Optical Time Domain Reflectometry (OTDR)

A method of investigating losses, splice features and defects along a fiber optical path. The Rayleigh scattering of the fiber creates a signal that propagates back along the fiber towards the source (backscatter). An OTDR meter sends light pulses into the array and measures how much light comes back with time. The light from the far end will take longer to return to the detector, so it can be determined how long the fiber is. If there are any losses or joins, light will be lost here and less light will be returned, putting a step in the trace.

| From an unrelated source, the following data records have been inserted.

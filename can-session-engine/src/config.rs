//! Engine configuration types
//!
//! Everything the session engine needs to know at startup. Transport and
//! notification settings live in the application layer.

use crate::alerts::{Comparison, LOW_VOLTAGE_RULE};
use crate::types::{EngineError, Result};
use serde::{Deserialize, Serialize};
use std::collections::HashSet;
use std::path::PathBuf;
use std::time::Duration;

/// Silence after the last valid frame before a session is considered over
pub const DEFAULT_WATCHDOG_TIMEOUT_MS: u64 = 10_000;

/// Shortest accepted watchdog window
pub const MIN_WATCHDOG_TIMEOUT_MS: u64 = 100;

/// Configuration for the session engine
#[derive(Debug, Clone, Serialize, Deserialize)]
pub struct EngineConfig {
    /// Watchdog window in milliseconds (default: 10000ms)
    #[serde(default = "default_watchdog_timeout")]
    pub watchdog_timeout_ms: u64,

    /// Directory that receives one trace file per session
    #[serde(default = "default_output_dir")]
    pub output_dir: PathBuf,

    /// How many failed exports to keep in memory for retry (default: 8)
    #[serde(default = "default_max_retained_exports")]
    pub max_retained_exports: usize,

    #[serde(default)]
    pub trace: TraceConfig,

    #[serde(default)]
    pub alerts: AlertsConfig,
}

fn default_watchdog_timeout() -> u64 {
    DEFAULT_WATCHDOG_TIMEOUT_MS
}

fn default_output_dir() -> PathBuf {
    PathBuf::from("art_logs")
}

fn default_max_retained_exports() -> usize {
    8
}

impl Default for EngineConfig {
    fn default() -> Self {
        Self {
            watchdog_timeout_ms: default_watchdog_timeout(),
            output_dir: default_output_dir(),
            max_retained_exports: default_max_retained_exports(),
            trace: TraceConfig::default(),
            alerts: AlertsConfig::default(),
        }
    }
}

/// Trace file header settings
#[derive(Debug, Clone, Serialize, Deserialize)]
pub struct TraceConfig {
    /// Title printed at the top of every trace file
    #[serde(default = "default_title")]
    pub title: String,

    /// CAN channel reported in the header and on every line
    #[serde(default = "default_channel")]
    pub channel: u8,
}

fn default_title() -> String {
    "ARUS ART TELEMETRY Log".to_string()
}

fn default_channel() -> u8 {
    1
}

impl Default for TraceConfig {
    fn default() -> Self {
        Self {
            title: default_title(),
            channel: default_channel(),
        }
    }
}

/// Alert rule settings
#[derive(Debug, Clone, Serialize, Deserialize)]
pub struct AlertsConfig {
    /// Enable the built-in LV battery rule (id 0x185 below 12.8V)
    #[serde(default = "default_true")]
    pub low_voltage: bool,

    /// Extra threshold rules
    #[serde(default)]
    pub thresholds: Vec<ThresholdRuleConfig>,
}

fn default_true() -> bool {
    true
}

impl Default for AlertsConfig {
    fn default() -> Self {
        Self {
            low_voltage: true,
            thresholds: Vec::new(),
        }
    }
}

/// A threshold rule over a little-endian u16 inside one reading
#[derive(Debug, Clone, Serialize, Deserialize)]
pub struct ThresholdRuleConfig {
    /// Unique rule name; also the key of the per-session fired flag
    pub name: String,
    /// CAN id the rule watches
    pub can_id: u16,
    /// Offset of the u16 within the data bytes
    #[serde(default)]
    pub byte_offset: usize,
    /// Raw value is divided by this to get the physical value
    #[serde(default = "default_divisor")]
    pub divisor: f64,
    pub comparison: Comparison,
    pub threshold: f64,
    /// Human readable text used in the alert message
    pub label: String,
    #[serde(default)]
    pub unit: String,
    /// Mention the alert role when firing
    #[serde(default = "default_true")]
    pub urgent: bool,
}

fn default_divisor() -> f64 {
    1.0
}

impl EngineConfig {
    /// Create a new engine configuration with default settings
    pub fn new() -> Self {
        Self::default()
    }

    /// Builder method: set the watchdog window
    pub fn with_watchdog_timeout(mut self, timeout: Duration) -> Self {
        self.watchdog_timeout_ms = timeout.as_millis() as u64;
        self
    }

    /// Builder method: set the trace output directory
    pub fn with_output_dir(mut self, dir: impl Into<PathBuf>) -> Self {
        self.output_dir = dir.into();
        self
    }

    /// Builder method: enable or disable the LV battery rule
    pub fn with_low_voltage_alert(mut self, enabled: bool) -> Self {
        self.alerts.low_voltage = enabled;
        self
    }

    /// Builder method: add a threshold rule
    pub fn add_threshold_rule(mut self, rule: ThresholdRuleConfig) -> Self {
        self.alerts.thresholds.push(rule);
        self
    }

    /// Builder method: set how many failed exports are retained
    pub fn with_max_retained_exports(mut self, max: usize) -> Self {
        self.max_retained_exports = max;
        self
    }

    /// Watchdog window as a Duration
    pub fn watchdog_timeout(&self) -> Duration {
        Duration::from_millis(self.watchdog_timeout_ms)
    }

    /// Reject settings the engine cannot run with
    pub fn validate(&self) -> Result<()> {
        if self.watchdog_timeout_ms < MIN_WATCHDOG_TIMEOUT_MS {
            return Err(EngineError::InvalidConfig(format!(
                "watchdog_timeout_ms must be at least {} (got {})",
                MIN_WATCHDOG_TIMEOUT_MS, self.watchdog_timeout_ms
            )));
        }

        let mut names = HashSet::new();
        if self.alerts.low_voltage {
            names.insert(LOW_VOLTAGE_RULE);
        }
        for rule in &self.alerts.thresholds {
            if !names.insert(rule.name.as_str()) {
                return Err(EngineError::InvalidConfig(format!(
                    "duplicate alert rule name: {}",
                    rule.name
                )));
            }
        }

        Ok(())
    }
}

Features along the fiber length can be located by looking at the level of light returned. The slope of the measurement from one part of the trace to the next shows the loss (usually dB/km) along this region. In the example below, the trace is steeper before the join than after; indicating this part of the fiber has a higher background loss. The flat cleaved end of a fiber creates a (Fresnel) reflection, so is evident by a peak in the trace – here the join does not show a peak, so is more likely to be a splice than a connector, though it could be perhaps an APC connector (specially angled to reduce back reflections).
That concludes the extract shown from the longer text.